Through multidisciplinary collaborations at the new institute, researchers and scientists will have access to an extensive pool of techniques and expertise from multiple disciplines, which promote innovation and breakthroughs in healthcare.

To be fully operational in the first quarter of 2016, the new institute will have state-of-the-art imaging instruments, with expertise from over 70 top biomedical scientists and researchers in NTU and Singapore, under one roof.

The institute will be led by Professor Daniela Rhodes, an international expert in structural biology who had worked with several Nobel Prize winners during her 42 years at Cambridge University's world-renowned MRC Laboratory of Molecular Biology.

The institute's research projects currently in the pipeline will in part be funded by the $24 million Tier 3 Ministry of Education research grant won by Prof Rhodes in 2013.

Professor Andersson said, "The NTU Institute of Structural Biology will create an interdisciplinary hotbed for innovative ideas and approaches to solve tomorrow's health issues. There is no one more qualified to lead the institute than Professor Daniela Rhodes, top structural biologist of international repute."

Professor Andersson will officially announce the new institute at a public lecture tomorrow (13 February) by Professor Venkatraman Ramakrishnan, the 2009 Nobel Laureate in Chemistry. Professor Ramakrishnan was awarded the Nobel Prize for his research on the structure and function of the ribosome, the tiny molecular machine found in the cells of our body.

NTU Singapore's new institute is modelled after the MRC Laboratory of Molecular Biology which is one of the birthplaces of modern molecular biology and has produced 15 Nobel Laureates.

Unlike other fields of sciences, structural biology looks at the incredibly intricate machinery inside each of the millions of cells in our bodies to find out how they affect bodily functions. It is the key area of the life sciences that unearthed the structure of human DNA.

"Structural biology is the most important approach for providing detailed information on the workings of enzymes, whose faulty regulation of genes leads to human diseases. Since 1946, a total of 14 Nobel Prizes have been awarded to 23 scientists who all dwelled in the fields of structural biology," said Prof Rhodes.

"By using structural methods to reveal 3D structures at the atomic level, we can understand the inner workings of proteins such as enzymes, which in turn will allow the development of solutions to treat critical conditions such as cancer."

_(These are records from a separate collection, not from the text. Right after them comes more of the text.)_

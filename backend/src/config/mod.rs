//! Application configuration module
//!
//! This module provides type-safe configuration loading from environment variables
//! using the `config` and `dotenvy` crates. Configuration is loaded with the
//! `VENTURE_PLANNER` prefix and nested values use double underscores as separators.
//! Every section has defaults, so an empty environment yields a local-only,
//! file-backed setup without live generation.
//!
//! # Example
//!
//! ```no_run
//! use venture_planner::config::AppConfig;
//!
//! let config = AppConfig::load().expect("Failed to load configuration");
//! config.validate().expect("Invalid configuration");
//! ```

mod ai;
mod error;
mod logging;
mod remote;
mod storage;

pub use ai::AiConfig;
pub use error::{ConfigError, ValidationError};
pub use logging::LoggingConfig;
pub use remote::RemoteConfig;
pub use storage::{StorageBackend, StorageConfig};

use serde::Deserialize;

/// Root application configuration
#[derive(Debug, Default, Deserialize)]
pub struct AppConfig {
    /// Local key-value medium
    #[serde(default)]
    pub storage: StorageConfig,

    /// Remote project collection (optional mirroring)
    #[serde(default)]
    pub remote: RemoteConfig,

    /// Text-generation provider
    #[serde(default)]
    pub ai: AiConfig,

    #[serde(default)]
    pub logging: LoggingConfig,
}

impl AppConfig {
    /// Load configuration from environment variables
    ///
    /// This function:
    /// 1. Loads `.env` file if present (for development)
    /// 2. Reads environment variables with `VENTURE_PLANNER` prefix
    /// 3. Uses `__` (double underscore) to separate nested values
    ///
    /// # Environment Variable Format
    ///
    /// - `VENTURE_PLANNER__REMOTE__BASE_URL=https://...` -> `remote.base_url`
    /// - `VENTURE_PLANNER__AI__ANTHROPIC_API_KEY=...` -> `ai.anthropic_api_key`
    ///
    /// # Errors
    ///
    /// Returns `ConfigError` if values cannot be parsed into expected types.
    pub fn load() -> Result<Self, ConfigError> {
        dotenvy::dotenv().ok();

        let config = config::Config::builder()
            .add_source(
                config::Environment::default()
                    .prefix("VENTURE_PLANNER")
                    .separator("__"),
            )
            .build()?
            .try_deserialize()?;

        Ok(config)
    }

    /// Validate all configuration values
    ///
    /// # Errors
    ///
    /// Returns `ValidationError` for a zero timeout, a zero failure
    /// threshold, a non-http(s) URL or an empty configured API key.
    pub fn validate(&self) -> Result<(), ValidationError> {
        self.storage.validate()?;
        self.remote.validate()?;
        self.ai.validate()?;
        Ok(())
    }
}
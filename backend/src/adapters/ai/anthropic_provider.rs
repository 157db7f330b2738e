//! Anthropic Provider - Implementation of AIProvider for Anthropic's Messages API.
//!
//! # Configuration
//!
//! ```ignore
//! let config = AnthropicConfig::new(api_key)
//!     .with_model("claude-sonnet-4-20250514")
//!     .with_timeout(Duration::from_secs(60));
//!
//! let provider = AnthropicProvider::new(config)?;
//! ```
//!
//! Transient failures (rate limits, 5xx, network, timeouts) are retried with
//! exponential backoff up to `max_retries` times.

use async_trait::async_trait;
use reqwest::{Client, Response};
use secrecy::{ExposeSecret, Secret};
use serde::{Deserialize, Serialize};
use std::time::Duration;
use tokio::time::sleep;
use tracing::{debug, warn};

use crate::ports::{
    AIError, AIProvider, CompletionRequest, CompletionResponse, FinishReason, MessageRole,
    ProviderInfo, TokenUsage,
};

/// Default model for suggestion generation.
pub const DEFAULT_ANTHROPIC_MODEL: &str = "claude-sonnet-4-20250514";

/// Default API base URL.
pub const DEFAULT_ANTHROPIC_BASE_URL: &str = "https://api.anthropic.com";

/// Anthropic API version header value.
const ANTHROPIC_API_VERSION: &str = "2023-06-01";

/// Output cap when the request does not set one.
const DEFAULT_MAX_TOKENS: u32 = 1024;

/// Retry delay when a 429 body carries no hint.
const DEFAULT_RETRY_AFTER_SECS: u32 = 60;

/// Configuration for the Anthropic provider.
#[derive(Debug, Clone)]
pub struct AnthropicConfig {
    api_key: Secret<String>,
    pub model: String,
    pub base_url: String,
    pub timeout: Duration,
    /// Retries after the first attempt on transient failures.
    pub max_retries: u32,
}

impl AnthropicConfig {
    pub fn new(api_key: impl Into<String>) -> Self {
        Self {
            api_key: Secret::new(api_key.into()),
            model: DEFAULT_ANTHROPIC_MODEL.to_string(),
            base_url: DEFAULT_ANTHROPIC_BASE_URL.to_string(),
            timeout: Duration::from_secs(60),
            max_retries: 2,
        }
    }

    pub fn with_model(mut self, model: impl Into<String>) -> Self {
        self.model = model.into();
        self
    }

    pub fn with_base_url(mut self, url: impl Into<String>) -> Self {
        self.base_url = url.into().trim_end_matches('/').to_string();
        self
    }

    pub fn with_timeout(mut self, timeout: Duration) -> Self {
        self.timeout = timeout;
        self
    }

    pub fn with_max_retries(mut self, max_retries: u32) -> Self {
        self.max_retries = max_retries;
        self
    }

    fn api_key(&self) -> &str {
        self.api_key.expose_secret()
    }
}

/// Anthropic API provider.
pub struct AnthropicProvider {
    config: AnthropicConfig,
    client: Client,
}

impl AnthropicProvider {
    /// Creates a provider.
    ///
    /// # Errors
    ///
    /// Returns `AIError::Network` if the HTTP client cannot be built.
    pub fn new(config: AnthropicConfig) -> Result<Self, AIError> {
        let client = Client::builder()
            .timeout(config.timeout)
            .build()
            .map_err(|e| AIError::network(format!("Failed to create HTTP client: {}", e)))?;

        Ok(Self { config, client })
    }

    fn messages_url(&self) -> String {
        format!("{}/v1/messages", self.config.base_url)
    }

    fn to_anthropic_request(&self, request: &CompletionRequest) -> AnthropicRequest {
        // System turns travel in the top-level `system` field
        let messages = request
            .messages
            .iter()
            .filter_map(|msg| {
                let role = match msg.role {
                    MessageRole::System => return None,
                    MessageRole::User => "user",
                    MessageRole::Assistant => "assistant",
                };
                Some(AnthropicMessage {
                    role: role.to_string(),
                    content: msg.content.clone(),
                })
            })
            .collect();

        AnthropicRequest {
            model: self.config.model.clone(),
            messages,
            system: request.system_prompt.clone(),
            max_tokens: request.max_tokens.unwrap_or(DEFAULT_MAX_TOKENS),
            temperature: request.temperature,
        }
    }

    async fn send_request(&self, request: &CompletionRequest) -> Result<Response, AIError> {
        self.client
            .post(self.messages_url())
            .header("x-api-key", self.config.api_key())
            .header("anthropic-version", ANTHROPIC_API_VERSION)
            .header("Content-Type", "application/json")
            .json(&self.to_anthropic_request(request))
            .send()
            .await
            .map_err(|e| {
                if e.is_timeout() {
                    AIError::Timeout {
                        timeout_secs: self.config.timeout.as_secs() as u32,
                    }
                } else if e.is_connect() {
                    AIError::network(format!("Connection failed: {}", e))
                } else {
                    AIError::network(e.to_string())
                }
            })
    }

    async fn handle_response_status(response: Response) -> Result<Response, AIError> {
        let status = response.status();
        if status.is_success() {
            return Ok(response);
        }

        let error_body = response.text().await.unwrap_or_default();

        match status.as_u16() {
            401 | 403 => Err(AIError::AuthenticationFailed),
            429 => Err(AIError::rate_limited(Self::parse_retry_after(&error_body))),
            400 => Err(AIError::InvalidRequest(error_body)),
            500..=599 => Err(AIError::unavailable(format!(
                "Server error {}: {}",
                status, error_body
            ))),
            _ => Err(AIError::network(format!(
                "Unexpected status {}: {}",
                status, error_body
            ))),
        }
    }

    /// Reads "try again in Ns" from a rate-limit error body.
    fn parse_retry_after(error_body: &str) -> u32 {
        serde_json::from_str::<serde_json::Value>(error_body)
            .ok()
            .and_then(|parsed| {
                let message = parsed.get("error")?.get("message")?.as_str()?.to_string();
                let rest = &message[message.find("try again in ")? + "try again in ".len()..];
                let digits: String = rest.chars().take_while(|c| c.is_ascii_digit()).collect();
                digits.parse::<u32>().ok()
            })
            .unwrap_or(DEFAULT_RETRY_AFTER_SECS)
    }

    async fn parse_response(response: Response) -> Result<CompletionResponse, AIError> {
        let response = Self::handle_response_status(response).await?;

        let anthropic_response: AnthropicResponse = response
            .json()
            .await
            .map_err(|e| AIError::parse(format!("Failed to parse response: {}", e)))?;

        Ok(anthropic_response.into_completion())
    }

    async fn attempt(&self, request: &CompletionRequest) -> Result<CompletionResponse, AIError> {
        let response = self.send_request(request).await?;
        Self::parse_response(response).await
    }
}

#[async_trait]
impl AIProvider for AnthropicProvider {
    async fn complete(&self, request: CompletionRequest) -> Result<CompletionResponse, AIError> {
        let mut retry_count = 0;

        loop {
            match self.attempt(&request).await {
                Ok(completion) => {
                    debug!(
                        operation = %request.metadata.operation,
                        trace_id = %request.metadata.trace_id,
                        prompt_tokens = completion.usage.prompt_tokens,
                        completion_tokens = completion.usage.completion_tokens,
                        "Anthropic completion finished"
                    );
                    return Ok(completion);
                }
                Err(err) if err.is_retryable() && retry_count < self.config.max_retries => {
                    warn!(
                        operation = %request.metadata.operation,
                        attempt = retry_count + 1,
                        error = %err,
                        "Anthropic request failed, retrying"
                    );
                }
                Err(err) => return Err(err),
            }

            // Exponential backoff: 1s, 2s, 4s, ...
            sleep(Duration::from_secs(1 << retry_count.min(5))).await;
            retry_count += 1;
        }
    }

    fn provider_info(&self) -> ProviderInfo {
        ProviderInfo::new("anthropic", &self.config.model, 200_000)
    }
}

// ----- Anthropic API Types -----

#[derive(Debug, Serialize)]
struct AnthropicRequest {
    model: String,
    messages: Vec<AnthropicMessage>,
    #[serde(skip_serializing_if = "Option::is_none")]
    system: Option<String>,
    max_tokens: u32,
    #[serde(skip_serializing_if = "Option::is_none")]
    temperature: Option<f32>,
}

#[derive(Debug, Serialize, Deserialize)]
struct AnthropicMessage {
    role: String,
    content: String,
}

#[derive(Debug, Deserialize)]
struct AnthropicResponse {
    model: String,
    content: Vec<ContentBlock>,
    stop_reason: Option<String>,
    usage: AnthropicUsage,
}

impl AnthropicResponse {
    fn into_completion(self) -> CompletionResponse {
        let content = self
            .content
            .into_iter()
            .filter(|block| block.block_type == "text")
            .filter_map(|block| block.text)
            .collect::<Vec<_>>()
            .join("");

        let finish_reason = match self.stop_reason.as_deref() {
            Some("max_tokens") => FinishReason::Length,
            Some("refusal") => FinishReason::ContentFilter,
            _ => FinishReason::Stop,
        };

        CompletionResponse {
            content,
            usage: TokenUsage::new(self.usage.input_tokens, self.usage.output_tokens),
            model: self.model,
            finish_reason,
        }
    }
}

#[derive(Debug, Deserialize)]
struct ContentBlock {
    #[serde(rename = "type")]
    block_type: String,
    text: Option<String>,
}

#[derive(Debug, Deserialize)]
struct AnthropicUsage {
    input_tokens: u32,
    output_tokens: u32,
}
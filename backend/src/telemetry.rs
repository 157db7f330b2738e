//! Tracing subscriber setup.

use thiserror::Error;
use tracing_subscriber::filter::ParseError;
use tracing_subscriber::layer::SubscriberExt;
use tracing_subscriber::util::{SubscriberInitExt, TryInitError};
use tracing_subscriber::{fmt, EnvFilter, Layer, Registry};

use crate::config::LoggingConfig;

#[derive(Debug, Error)]
pub enum TelemetryError {
    #[error("Invalid log filter: {0}")]
    InvalidFilter(#[from] ParseError),

    #[error("Global subscriber already installed: {0}")]
    AlreadyInitialized(#[from] TryInitError),
}

/// Builds the filter: `RUST_LOG` when set and valid, else the configured directives.
pub fn env_filter(config: &LoggingConfig) -> Result<EnvFilter, TelemetryError> {
    match EnvFilter::try_from_default_env() {
        Ok(filter) => Ok(filter),
        Err(_) => Ok(EnvFilter::try_new(&config.filter)?),
    }
}

/// Installs the global subscriber. Fails if one is already installed.
pub fn init_tracing(config: &LoggingConfig) -> Result<(), TelemetryError> {
    let filter = env_filter(config)?;

    let fmt_layer: Box<dyn Layer<Registry> + Send + Sync> = if config.json {
        fmt::layer().json().with_target(true).boxed()
    } else {
        fmt::layer().with_target(true).boxed()
    };

    tracing_subscriber::registry()
        .with(fmt_layer)
        .with(filter)
        .try_init()?;
    Ok(())
}
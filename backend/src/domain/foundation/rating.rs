//! Feedback rating value object (1 to 5 stars).

use serde::{Deserialize, Serialize};
use std::fmt;

use super::ValidationError;

/// Customer feedback rating, 1 (poor) to 5 (excellent).
#[derive(Debug, Clone, Copy, PartialEq, Eq, PartialOrd, Ord, Hash, Serialize, Deserialize)]
#[serde(try_from = "u8", into = "u8")]
pub struct FeedbackRating(u8);

impl FeedbackRating {
    pub const MIN: u8 = 1;
    pub const MAX: u8 = 5;

    /// Creates a rating, returning error if outside 1..=5.
    pub fn try_new(value: u8) -> Result<Self, ValidationError> {
        if !(Self::MIN..=Self::MAX).contains(&value) {
            return Err(ValidationError::out_of_range(
                "rating",
                i64::from(Self::MIN),
                i64::from(Self::MAX),
                i64::from(value),
            ));
        }
        Ok(Self(value))
    }

    /// Returns the number of stars.
    pub fn value(&self) -> u8 {
        self.0
    }
}

impl TryFrom<u8> for FeedbackRating {
    type Error = ValidationError;

    fn try_from(value: u8) -> Result<Self, Self::Error> {
        Self::try_new(value)
    }
}

impl From<FeedbackRating> for u8 {
    fn from(rating: FeedbackRating) -> Self {
        rating.0
    }
}

impl fmt::Display for FeedbackRating {
    fn fmt(&self, f: &mut fmt::Formatter<'_>) -> fmt::Result {
        write!(f, "{}/5", self.0)
    }
}
#[cfg(test)]
mod tests {
    use super::*;
    use crate::adapters::storage::{InMemoryLocalStorage, ProjectRecordStore};
    use crate::domain::project::{Business, BusinessType, TargetSegment};
    use crate::ports::{
        PositioningSuggestion, SegmentDiscovery, TargetRecommendation,
    };
    use async_trait::async_trait;
    use std::sync::atomic::{AtomicUsize, Ordering};
    use tokio::sync::Notify;

    /// Holds a gateway call until released.
    #[derive(Default)]
    struct Gate {
        entered: Notify,
        release: Notify,
    }

    struct ScriptedGateway {
        discovery: Result<SegmentDiscovery, GenerationError>,
        targets: Result<TargetRecommendation, GenerationError>,
        positioning: Result<PositioningSuggestion, GenerationError>,
        /// Held on the first call only.
        gate: Option<Arc<Gate>>,
        calls: AtomicUsize,
    }

    impl ScriptedGateway {
        fn happy() -> Self {
            Self {
                discovery: Ok(SegmentDiscovery {
                    market_segments: vec![
                        "Mahasiswa".into(),
                        "Pekerja kantoran".into(),
                        "Keluarga".into(),
                    ],
                }),
                targets: Ok(TargetRecommendation {
                    recommended_segments: vec![
                        TargetSegment::new("Mahasiswa", "Pasar besar"),
                        TargetSegment::new("Keluarga", "Daya beli stabil"),
                    ],
                }),
                positioning: Ok(PositioningSuggestion {
                    niche_suggestion: "Kopi dingin untuk begadang".into(),
                    positioning_statement: "Teman belajar malam yang terjangkau".into(),
                }),
                gate: None,
                calls: AtomicUsize::new(0),
            }
        }

        fn gated(gate: Arc<Gate>) -> Self {
            Self {
                gate: Some(gate),
                ..Self::happy()
            }
        }

        async fn enter(&self) {
            let earlier = self.calls.fetch_add(1, Ordering::SeqCst);
            if let Some(gate) = self.gate.as_ref().filter(|_| earlier == 0) {
                gate.entered.notify_one();
                gate.release.notified().await;
            }
        }
    }

    #[async_trait]
    impl GenerationGateway for ScriptedGateway {
        async fn discover_segments(
            &self,
            _request: SegmentDiscoveryRequest,
        ) -> Result<SegmentDiscovery, GenerationError> {
            self.enter().await;
            self.discovery.clone()
        }

        async fn recommend_targets(
            &self,
            _request: TargetRecommendationRequest,
        ) -> Result<TargetRecommendation, GenerationError> {
            self.enter().await;
            self.targets.clone()
        }

        async fn synthesize_positioning(
            &self,
            _request: PositioningRequest,
        ) -> Result<PositioningSuggestion, GenerationError> {
            self.enter().await;
            self.positioning.clone()
        }
    }

    struct Fixture {
        wizard: Arc<MarketabilityWizard>,
        store: Arc<ProjectRecordStore>,
        project_id: ProjectId,
    }

    async fn fixture(gateway: ScriptedGateway) -> Fixture {
        let store = Arc::new(ProjectRecordStore::new(Arc::new(InMemoryLocalStorage::new())));
        let document = ProjectDocument::new(
            ProjectId::new(),
            Business::new("Kopi Kita", BusinessType::FoodAndBeverage, "Cold brew coffee bottles", None)
                .unwrap(),
        );
        let project_id = document.id.clone();
        store.create(document).await.unwrap();

        let wizard = Arc::new(MarketabilityWizard::new(store.clone(), Arc::new(gateway)));
        Fixture {
            wizard,
            store,
            project_id,
        }
    }

    #[tokio::test]
    async fn full_flow_reaches_complete() {
        let f = fixture(ScriptedGateway::happy()).await;
        let id = &f.project_id;

        assert_eq!(f.wizard.status(id).await.unwrap().step, WizardStep::Segmentation);

        let out = f.wizard.discover_segments(id).await.unwrap();
        assert_eq!(out.step, WizardStep::Targeting);
        assert_eq!(out.document.market_segments().len(), 3);

        let out = f.wizard.recommend_targets(id).await.unwrap();
        assert_eq!(out.step, WizardStep::Positioning);

        let out = f.wizard.synthesize_positioning(id).await.unwrap();
        assert_eq!(out.step, WizardStep::Complete);
        assert_eq!(out.document.niche_suggestion(), Some("Kopi dingin untuk begadang"));

        let status = f.wizard.status(id).await.unwrap();
        assert_eq!(status, WizardStatus { step: WizardStep::Complete, in_flight: false });
    }

    #[tokio::test]
    async fn derived_step_matches_transition_sequence() {
        let f = fixture(ScriptedGateway::happy()).await;
        let id = &f.project_id;
        for expected in [WizardStep::Targeting, WizardStep::Positioning, WizardStep::Complete] {
            let reached = match f.wizard.status(id).await.unwrap().step {
                WizardStep::Segmentation => f.wizard.discover_segments(id).await,
                WizardStep::Targeting => f.wizard.recommend_targets(id).await,
                WizardStep::Positioning => f.wizard.synthesize_positioning(id).await,
                WizardStep::Complete => unreachable!(),
            }
            .unwrap()
            .step;
            assert_eq!(reached, expected);
            let reloaded = f.store.get(id).await.unwrap();
            assert_eq!(WizardStep::derive(&reloaded), expected);
        }
    }

    #[tokio::test]
    async fn generation_failure_leaves_document_unchanged() {
        let gateway = ScriptedGateway {
            discovery: Err(GenerationError::provider("503")),
            ..ScriptedGateway::happy()
        };
        let f = fixture(gateway).await;
        let before = f.store.get(&f.project_id).await.unwrap();

        let err = f.wizard.discover_segments(&f.project_id).await.unwrap_err();

        assert_eq!(err.code, ErrorCode::GenerationFailure);
        assert_eq!(f.store.get(&f.project_id).await.unwrap(), before);
        assert!(!f.wizard.is_in_flight(&f.project_id));
    }

    #[tokio::test]
    async fn wrong_target_count_is_rejected_without_write() {
        for count in [1usize, 3] {
            let gateway = ScriptedGateway {
                targets: Ok(TargetRecommendation {
                    recommended_segments: (0..count)
                        .map(|i| TargetSegment::new(format!("S{}", i), "r"))
                        .collect(),
                }),
                ..ScriptedGateway::happy()
            };
            let f = fixture(gateway).await;
            f.wizard.discover_segments(&f.project_id).await.unwrap();
            let before = f.store.get(&f.project_id).await.unwrap();

            let err = f.wizard.recommend_targets(&f.project_id).await.unwrap_err();

            assert_eq!(err.code, ErrorCode::GenerationFailure);
            assert_eq!(f.store.get(&f.project_id).await.unwrap(), before);
            assert_eq!(f.wizard.status(&f.project_id).await.unwrap().step, WizardStep::Targeting);
        }
    }

    #[tokio::test]
    async fn transition_from_wrong_step_is_invalid() {
        let f = fixture(ScriptedGateway::happy()).await;
        let err = f.wizard.recommend_targets(&f.project_id).await.unwrap_err();
        assert_eq!(err.code, ErrorCode::InvalidStateTransition);

        f.wizard.discover_segments(&f.project_id).await.unwrap();
        let err = f.wizard.discover_segments(&f.project_id).await.unwrap_err();
        assert_eq!(err.code, ErrorCode::InvalidStateTransition);
    }

    #[tokio::test]
    async fn missing_project_is_not_found() {
        let f = fixture(ScriptedGateway::happy()).await;
        let err = f.wizard.discover_segments(&ProjectId::new()).await.unwrap_err();
        assert_eq!(err.code, ErrorCode::ProjectNotFound);
    }

    #[tokio::test]
    async fn second_call_while_in_flight_fails_fast() {
        let gate = Arc::new(Gate::default());
        let f = fixture(ScriptedGateway::gated(gate.clone())).await;

        let wizard = f.wizard.clone();
        let id = f.project_id.clone();
        let first = tokio::spawn(async move { wizard.discover_segments(&id).await });

        gate.entered.notified().await;
        assert!(f.wizard.status(&f.project_id).await.unwrap().in_flight);
        let err = f.wizard.discover_segments(&f.project_id).await.unwrap_err();
        assert_eq!(err.code, ErrorCode::OperationInFlight);

        gate.release.notify_one();
        let out = first.await.unwrap().unwrap();
        assert_eq!(out.step, WizardStep::Targeting);
        assert!(!f.wizard.is_in_flight(&f.project_id));
    }

    #[tokio::test]
    async fn response_after_abandon_is_dropped() {
        let gate = Arc::new(Gate::default());
        let f = fixture(ScriptedGateway::gated(gate.clone())).await;

        let wizard = f.wizard.clone();
        let id = f.project_id.clone();
        let pending = tokio::spawn(async move { wizard.discover_segments(&id).await });

        gate.entered.notified().await;
        f.wizard.abandon(&f.project_id);
        assert!(!f.wizard.is_in_flight(&f.project_id));
        gate.release.notify_one();

        let err = pending.await.unwrap().unwrap_err();
        assert_eq!(err.code, ErrorCode::StaleResponse);
        let doc = f.store.get(&f.project_id).await.unwrap();
        assert!(doc.market_segments().is_empty());
    }

    #[tokio::test]
    async fn response_is_dropped_if_document_moved_on() {
        let gate = Arc::new(Gate::default());
        let f = fixture(ScriptedGateway::gated(gate.clone())).await;

        let wizard = f.wizard.clone();
        let id = f.project_id.clone();
        let pending = tokio::spawn(async move { wizard.discover_segments(&id).await });

        gate.entered.notified().await;
        ProjectRepository::update(
            f.store.as_ref(),
            &f.project_id,
            json!({ "marketability": { "marketSegments": ["Lansia"] } }),
        )
        .await
        .unwrap();
        gate.release.notify_one();

        let err = pending.await.unwrap().unwrap_err();
        assert_eq!(err.code, ErrorCode::StaleResponse);
        assert_eq!(f.store.get(&f.project_id).await.unwrap().market_segments(), ["Lansia"]);
    }

    #[tokio::test]
    async fn empty_or_blank_discovery_is_rejected_without_write() {
        for segments in [vec![], vec!["  ".to_string(), "".to_string()]] {
            let gateway = ScriptedGateway {
                discovery: Ok(SegmentDiscovery {
                    market_segments: segments,
                }),
                ..ScriptedGateway::happy()
            };
            let f = fixture(gateway).await;
            let before = f.store.get(&f.project_id).await.unwrap();

            let err = f.wizard.discover_segments(&f.project_id).await.unwrap_err();

            assert_eq!(err.code, ErrorCode::GenerationFailure);
            assert_eq!(f.store.get(&f.project_id).await.unwrap(), before);
            assert_eq!(
                f.wizard.status(&f.project_id).await.unwrap().step,
                WizardStep::Segmentation
            );
        }
    }

    #[tokio::test]
    async fn discovered_segments_are_trimmed() {
        let gateway = ScriptedGateway {
            discovery: Ok(SegmentDiscovery {
                market_segments: vec![" Mahasiswa ".into(), " ".into(), "Keluarga".into()],
            }),
            ..ScriptedGateway::happy()
        };
        let f = fixture(gateway).await;
        let out = f.wizard.discover_segments(&f.project_id).await.unwrap();
        assert_eq!(out.document.market_segments(), ["Mahasiswa", "Keluarga"]);
        assert_eq!(out.step, WizardStep::Targeting);
    }

    #[tokio::test]
    async fn sessions_are_released_when_idle() {
        let f = fixture(ScriptedGateway::happy()).await;
        f.wizard.abandon(&f.project_id);
        assert_eq!(f.wizard.tracked_sessions(), 0);

        f.wizard.discover_segments(&f.project_id).await.unwrap();
        f.wizard.discover_segments(&f.project_id).await.unwrap_err();
        assert_eq!(f.wizard.tracked_sessions(), 0);
    }

    #[tokio::test]
    async fn abandoned_call_stays_stale_after_a_newer_call_finishes() {
        let gate = Arc::new(Gate::default());
        let f = fixture(ScriptedGateway::gated(gate.clone())).await;

        let wizard = f.wizard.clone();
        let id = f.project_id.clone();
        let old = tokio::spawn(async move { wizard.discover_segments(&id).await });
        gate.entered.notified().await;
        f.wizard.abandon(&f.project_id);

        let out = f.wizard.discover_segments(&f.project_id).await.unwrap();
        assert_eq!(out.step, WizardStep::Targeting);
        // The abandoned call still holds its session
        assert_eq!(f.wizard.tracked_sessions(), 1);

        gate.release.notify_one();
        let err = old.await.unwrap().unwrap_err();
        assert_eq!(err.code, ErrorCode::StaleResponse);
        assert_eq!(f.wizard.tracked_sessions(), 0);
        assert_eq!(f.store.get(&f.project_id).await.unwrap(), out.document);
    }

    #[tokio::test]
    async fn save_strategy_overwrites_generated_text() {
        let f = fixture(ScriptedGateway::happy()).await;
        let id = &f.project_id;
        f.wizard.discover_segments(id).await.unwrap();
        f.wizard.recommend_targets(id).await.unwrap();
        f.wizard.synthesize_positioning(id).await.unwrap();

        let doc = f
            .wizard
            .save_strategy(
                id,
                StrategyEdits {
                    niche_suggestion: " Kopi untuk perawat shift malam ".into(),
                    positioning_statement: "Energi untuk yang merawat".into(),
                },
            )
            .await
            .unwrap();

        assert_eq!(doc.niche_suggestion(), Some("Kopi untuk perawat shift malam"));
        assert_eq!(doc.market_segments().len(), 3);
    }

    #[tokio::test]
    async fn save_strategy_requires_complete_and_text() {
        let f = fixture(ScriptedGateway::happy()).await;
        let edits = StrategyEdits {
            niche_suggestion: "n".into(),
            positioning_statement: "p".into(),
        };
        let err = f.wizard.save_strategy(&f.project_id, edits).await.unwrap_err();
        assert_eq!(err.code, ErrorCode::InvalidStateTransition);

        let blank = StrategyEdits {
            niche_suggestion: "  ".into(),
            positioning_statement: "p".into(),
        };
        let err = f.wizard.save_strategy(&f.project_id, blank).await.unwrap_err();
        assert_eq!(err.code, ErrorCode::ValidationFailed);
    }
}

One of the key facilities of the new institute is the Cryo-Electron Microscopy Laboratory. It is the world's first university research facility to be equipped with an advanced 'cryo transmission electron microscope'.

This advanced microscope allows high-resolution 3D imaging of molecules half a million times smaller than a grain of rice (10 nanometres). These unique 3D images provide crucial information in drug design and discovery as they explain how molecules work and how their functions can be altered.

The new institute will be part of NTU Singapore's Life Sciences cluster, comprising the Lee Kong Chian School of Medicine (LKCMedicine), the School of Biological Sciences, the School of Chemical and Biomedical Engineering and the Singapore Centre on Environmental Life Sciences Engineering (SCELSE). It will be housed at LKCMedicine's new seven-storey Experimental Medicine Building located at the NTU main campus, which will be ready in July this year.